Hadoop Full
This document is heavier in detail. Information might be outdated.
Sam
Why Hadoop? Its cheap to store big data, but its hard to process with traditional tools
-
Problem 1: Storing data reliably
-
Problem 2: Reading data into memory & analyzing
Hadoop's solution: 1) HDFS: Reliable & distributed data across a cluster 2) MapReduce: Framework for parallel processing
Hadoop 2.0 supports non MapReduce applications, also supports interactive and streaming applications (that will not use MapReduce)
Sam
Horizontal scaling: scale by adding more machines
Hadoop is run on a collection of servers, as opposed to running on a "super computer".
- Node: the name of each server. Each node stores & processes data (called data locality).
Benefit of Hadoop:
- Fault tolerance. Hadoop has built in data redundancy (3 copies) in case a node fails.
Over time:
-
Old way:
Data warehouse⟶ stores structured data -
Newer way:
Data Lakes⟶ stores structured & unstructured data. Hadoop is a platform for building a data lake.

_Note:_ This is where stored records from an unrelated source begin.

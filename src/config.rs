//! Terminal viewer configuration.

use std::time::Duration;

use crate::error::GridError;
use crate::grid::{Grid, DEFAULT_LIVE_PROBABILITY, DEFAULT_WALL_PROBABILITY};

/// Settings for the `toroid-life` viewer.
#[derive(Debug, Clone, PartialEq)]
pub struct ViewerConfig {
    /// Grid height in cells
    pub rows: usize,
    /// Grid width in cells
    pub cols: usize,
    /// Probability passed to `Grid::reset` for live cells
    pub live_probability: f64,
    /// Probability passed to `Grid::reset` for walls
    pub wall_probability: f64,
    /// Fixed RNG seed; entropy is used when `None`
    pub seed: Option<u64>,
    /// Redraw interval
    pub tick_rate: Duration,
}

impl Default for ViewerConfig {
    fn default() -> Self {
        Self {
            rows: 40,
            cols: 80,
            live_probability: DEFAULT_LIVE_PROBABILITY,
            wall_probability: DEFAULT_WALL_PROBABILITY,
            seed: None,
            tick_rate: Duration::from_millis(100),
        }
    }
}

impl ViewerConfig {
    /// Parses positional `[rows] [cols] [seed]` arguments (program name
    /// excluded). Missing arguments keep their defaults.
    pub fn from_args<I, S>(args: I) -> Result<Self, ConfigError>
    where
        I: IntoIterator<Item = S>,
        S: AsRef<str>,
    {
        let mut config = Self::default();
        let mut args = args.into_iter();

        if let Some(rows) = args.next() {
            config.rows = parse_arg("rows", rows.as_ref())?;
        }
        if let Some(cols) = args.next() {
            config.cols = parse_arg("cols", cols.as_ref())?;
        }
        if let Some(seed) = args.next() {
            config.seed = Some(parse_arg("seed", seed.as_ref())?);
        }
        if let Some(extra) = args.next() {
            return Err(ConfigError::UnexpectedArgument(extra.as_ref().to_string()));
        }

        config.validate()?;
        Ok(config)
    }

    /// Checks the dimensions by building a grid of that size.
    pub fn validate(&self) -> Result<(), ConfigError> {
        Grid::new(self.rows, self.cols)?;
        Ok(())
    }
}

fn parse_arg<T: std::str::FromStr>(name: &'static str, value: &str) -> Result<T, ConfigError> {
    value.parse().map_err(|_| ConfigError::InvalidArgument {
        name,
        value: value.to_string(),
    })
}

/// Errors from building a [`ViewerConfig`].
#[derive(Debug, thiserror::Error)]
pub enum ConfigError {
    #[error("Invalid value {value:?} for {name}")]
    InvalidArgument { name: &'static str, value: String },
    #[error("Unexpected argument {0:?} (usage: toroid-life [rows] [cols] [seed])")]
    UnexpectedArgument(String),
    #[error(transparent)]
    Grid(#[from] GridError),
}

Providers | On-prem vs cloud
-
On-prem: Cloudera
-
Cloud: AWS, Azure, Google
Task 1 - Processing¶
Batch Processing Tools¶
-
Hadoop MapReduce
-
Apache Pig: offers higher level data processing than Hadoop. Useful for ETL - commands are more "human friendly", similar to SQL language
-
Apache Hive: data warehouse application for Hadoop. Similar to SQL but for big data.
-
Spark: fast in-memory processing engine
Interactive Query Tools¶
-
Apache Impala: interactive SQL engine, low latency (interactive query tool)
-
Apache Drill: high performance SQL engine. Can query semi structured data (eg HDFS, HBase, JSON, MongoDB, Amazon S3)
ML¶
-
Apache Mahout: ML for Hadoop
-
Apache Spark MLlib: ML component of Spark
-
H2O: in-memory, distributed - can be used with R, Python
Streaming¶
-
Apache Storm
-
Spark Streaming
-
Apache Flink
MapReduce¶
Sam
MR
-
is: a programming model, typically uses Java/Python
-
architecture: "shared-nothing", tasks do not dependent on each other
2 functions
-
Map: take input pair ⟶ produce set of intermediate pairs ⟶ group values based on matching key ⟶ pass KV pair to reduce
-
Reduce: take KV pair ⟶ shuffle & sort ⟶ merges values together
MR is simple, flexible, and scalable. However, it's quickly losing ground to Spark and other engines.
MapReduce Lab¶
# For each state, how many employees earn > 75k?
# 1: enter the directory
cd ADIR/exercises/data_ingest/bonus_01
ls -l
# 2: clean output destination
rm results.txt
hadoop fs -rm -r /user/cloudera/empcounts
# 3: view mapper, reducer, and runjob shell script
cat mapper.py
cat reducer.py
cat runjob.sh
# 4: verify results
# does this directory already exist?
hadoop fs -ls /user/cloudera/empcounts
# debug
hadoop fs -cat input_data | head -n 100 | python mapper.py | sort | python reducer.py
# run job
./runjob.sh
# download results to a local file
hadoop fs -getmerge /user/cloudera/empcounts results.txt
# view results
less results.txt
Task 2 - Storage¶
HDFS
-
inexpensive & reliable, but high latency.
-
hierarchical directory storage
Apache HBase
-
noSQL database built on HDFS
-
scales well, but no high-level query language, no SQL support, API access only.
Apache Kudu
-
designed for SQL/analytics
-
columnar storage
HDFS¶
HDFS stores files as large, replicated blocks managed by a central NameNode; scalability is limited by block count because metadata is kept in memory and blocks are processed via JVMs.
Sam
HDFS Structure
-
A file is written to HDFS.
-
HDFS splits the file into large fixed-size blocks (typically 128 MB, vs 4 KB on Windows).
-
Each block is replicated three times.
-
Replicas are distributed across many DataNodes, which store and read/write the actual data.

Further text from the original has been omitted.